--- PROBLEM REQUIREMENTS ---
Find and copy each line of the records where the string "Display" shows up.
##########
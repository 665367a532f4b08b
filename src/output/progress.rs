use indicatif::{ProgressBar, ProgressDrawTarget, ProgressStyle};
use std::sync::Mutex;

use super::styling::{bright, bright_green, bright_red, bright_yellow, check_mark};
use crate::pipeline::{PipelineState, ProgressSink, ProgressUpdate};

/// Progress bar on stderr driven by pipeline updates.
///
/// Each completed phase is printed above the bar with a check mark.
pub struct TerminalProgress {
    pb: ProgressBar,
    phase: Mutex<Option<&'static str>>,
}

impl TerminalProgress {
    pub fn start() -> Self {
        eprintln!("{}  {}", bright("⚙️"), bright("Phases").underlined());
        Self {
            pb: create_bar(),
            phase: Mutex::new(None),
        }
    }
}

impl ProgressSink for TerminalProgress {
    fn on_progress(&self, update: &ProgressUpdate) {
        #[allow(clippy::cast_possible_truncation, clippy::cast_sign_loss)]
        self.pb.set_position((update.fraction * 100.0).round() as u64);

        let mut phase = self
            .phase
            .lock()
            .unwrap_or_else(std::sync::PoisonError::into_inner);

        match update.state {
            PipelineState::Done => {
                if let Some(previous) = phase.take() {
                    self.pb
                        .println(format!("  {} {}", bright_green(previous), check_mark()));
                }
                self.pb
                    .finish_with_message(bright_green(&update.message).to_string());
                eprintln!();
            }
            PipelineState::Failed => {
                phase.take();
                self.pb
                    .abandon_with_message(bright_red(format!("Failed: {}", update.message)).to_string());
                eprintln!();
            }
            state => {
                let current = phase_label(state);
                if let Some(previous) = phase.replace(current).filter(|p| *p != current) {
                    self.pb
                        .println(format!("  {} {}", bright_green(previous), check_mark()));
                }
                self.pb
                    .set_message(bright_yellow(&update.message).to_string());
            }
        }
    }
}

fn phase_label(state: PipelineState) -> &'static str {
    match state {
        PipelineState::ValidatingInput => "Input validated",
        PipelineState::Authenticating | PipelineState::FetchingCompany => "Authenticated",
        PipelineState::ListingCollaborators => "Collaborators listed",
        PipelineState::ProcessingCollaborators { .. } => "Payslips processed",
        PipelineState::Aggregating | PipelineState::Done | PipelineState::Failed => {
            "Archive built"
        }
    }
}

fn create_bar() -> ProgressBar {
    let pb = ProgressBar::new(100);
    pb.set_draw_target(ProgressDrawTarget::stderr());
    pb.set_style(
        ProgressStyle::default_bar()
            .template("  [{bar:30.cyan/blue}] {pos:>3}% {msg}")
            .unwrap_or_else(|_| ProgressStyle::default_bar())
            .progress_chars("=> "),
    );
    pb.enable_steady_tick(std::time::Duration::from_millis(100));
    pb
}
use std::fmt;

use serde::{Deserialize, Deserializer, Serialize};

/// Response of the token introspection endpoint.
#[derive(Debug, Clone, Deserialize)]
pub struct TokenIntrospection {
    #[serde(default)]
    pub active: bool,
    #[serde(default)]
    pub company_id: Option<String>,
}

/// Company owning the token.
#[derive(Debug, Clone, Serialize, Deserialize)]
#[serde(rename_all = "camelCase")]
pub struct Company {
    #[serde(default)]
    pub id: String,
    #[serde(default)]
    pub name: String,
    #[serde(default)]
    pub nb_active_contracts: u64,
    #[serde(default)]
    pub country_code: Option<String>,
    #[serde(default)]
    pub city: Option<String>,
    #[serde(default)]
    pub postal_code: Option<String>,
    /// Any other field the API returns, kept for reports.
    #[serde(flatten)]
    pub extra: serde_json::Map<String, serde_json::Value>,
}

#[derive(Debug, Clone, Copy, PartialEq, Eq, Default, Serialize, Deserialize)]
#[serde(rename_all = "lowercase")]
pub enum CollaboratorStatus {
    Active,
    #[default]
    #[serde(other)]
    Inactive,
}

impl fmt::Display for CollaboratorStatus {
    fn fmt(&self, f: &mut fmt::Formatter<'_>) -> fmt::Result {
        match self {
            Self::Active => f.write_str("Active"),
            Self::Inactive => f.write_str("Inactive"),
        }
    }
}

/// Employee record returned by the collaborator listing.
#[derive(Debug, Clone, Serialize, Deserialize)]
#[serde(rename_all = "camelCase")]
pub struct Collaborator {
    pub id: String,
    #[serde(default)]
    pub first_name: String,
    #[serde(default)]
    pub last_name: String,
    #[serde(default)]
    pub email: Option<String>,
    #[serde(default)]
    pub status: CollaboratorStatus,
    #[serde(default)]
    pub start_date: Option<String>,
    #[serde(default)]
    pub end_date: Option<String>,
}

impl Collaborator {
    pub fn full_name(&self) -> String {
        format!("{} {}", self.first_name, self.last_name)
            .trim()
            .to_string()
    }
}

/// One page of the collaborator listing.
#[derive(Debug, Clone)]
pub struct CollaboratorPage {
    pub items: Vec<Collaborator>,
    pub next_page_token: Option<String>,
}

#[derive(Debug, Deserialize)]
pub(super) struct CollaboratorsResponse {
    #[serde(default)]
    pub collaborators: Vec<Collaborator>,
    #[serde(default)]
    pub meta: Option<PageMeta>,
}

#[derive(Debug, Deserialize)]
#[serde(rename_all = "camelCase")]
pub(super) struct PageMeta {
    #[serde(default)]
    pub next_page_token: Option<String>,
}

/// Metadata describing one pay period's document.
#[derive(Debug, Clone, PartialEq, Eq, Serialize, Deserialize)]
#[serde(rename_all = "camelCase")]
pub struct PayslipRecord {
    /// Filled in by the client from the request path.
    #[serde(default)]
    pub collaborator_id: String,
    #[serde(deserialize_with = "int_or_string")]
    pub year: i32,
    #[serde(deserialize_with = "int_or_string")]
    pub month: u32,
    pub contract_id: String,
    pub payslip_id: String,
    #[serde(default)]
    pub status: Option<String>,
    #[serde(default)]
    pub created_at: Option<String>,
}

#[derive(Debug, Deserialize)]
pub(super) struct PayslipsResponse {
    #[serde(default)]
    pub payslips: Option<Vec<PayslipRecord>>,
}

/// Accepts `2024` as well as `"2024"`.
fn int_or_string<'de, D, T>(deserializer: D) -> std::result::Result<T, D::Error>
where
    D: Deserializer<'de>,
    T: TryFrom<i64> + std::str::FromStr,
{
    #[derive(Deserialize)]
    #[serde(untagged)]
    enum Raw {
        Int(i64),
        Str(String),
    }

    match Raw::deserialize(deserializer)? {
        Raw::Int(value) => T::try_from(value)
            .map_err(|_| serde::de::Error::custom(format!("number out of range: {value}"))),
        Raw::Str(value) => value
            .trim()
            .parse()
            .map_err(|_| serde::de::Error::custom(format!("not a number: {value:?}"))),
    }
}
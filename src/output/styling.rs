use console::{style, StyledObject};
use std::fmt::Display;

/// Styling helpers for terminal output
fn styled(text: impl Display) -> StyledObject<String> {
    style(text.to_string())
}

pub fn bright(text: impl Display) -> StyledObject<String> {
    styled(text).bright()
}

pub fn bright_yellow(text: impl Display) -> StyledObject<String> {
    bright(text).yellow()
}

pub fn bright_green(text: impl Display) -> StyledObject<String> {
    bright(text).green()
}

pub fn bright_red(text: impl Display) -> StyledObject<String> {
    bright(text).red()
}

pub fn cyan(text: impl Display) -> StyledObject<String> {
    styled(text).cyan()
}

pub fn dim(text: impl Display) -> StyledObject<String> {
    styled(text).dim()
}

pub fn magenta_bold(text: impl Display) -> StyledObject<String> {
    styled(text).magenta().bold()
}

/// Green check mark for completed phases and written files.
pub fn check_mark() -> StyledObject<&'static str> {
    style("✓").bright().green()
}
##########
--- EXERCISE OUTPUT ---
impl fmt::Display for CollaboratorStatus {
use std::fmt::Display;
fn styled(text: impl Display) -> StyledObject<String> {
pub fn bright(text: impl Display) -> StyledObject<String> {
pub fn bright_yellow(text: impl Display) -> StyledObject<String> {
pub fn bright_green(text: impl Display) -> StyledObject<String> {
pub fn bright_red(text: impl Display) -> StyledObject<String> {
pub fn cyan(text: impl Display) -> StyledObject<String> {
pub fn dim(text: impl Display) -> StyledObject<String> {
pub fn magenta_bold(text: impl Display) -> StyledObject<String> {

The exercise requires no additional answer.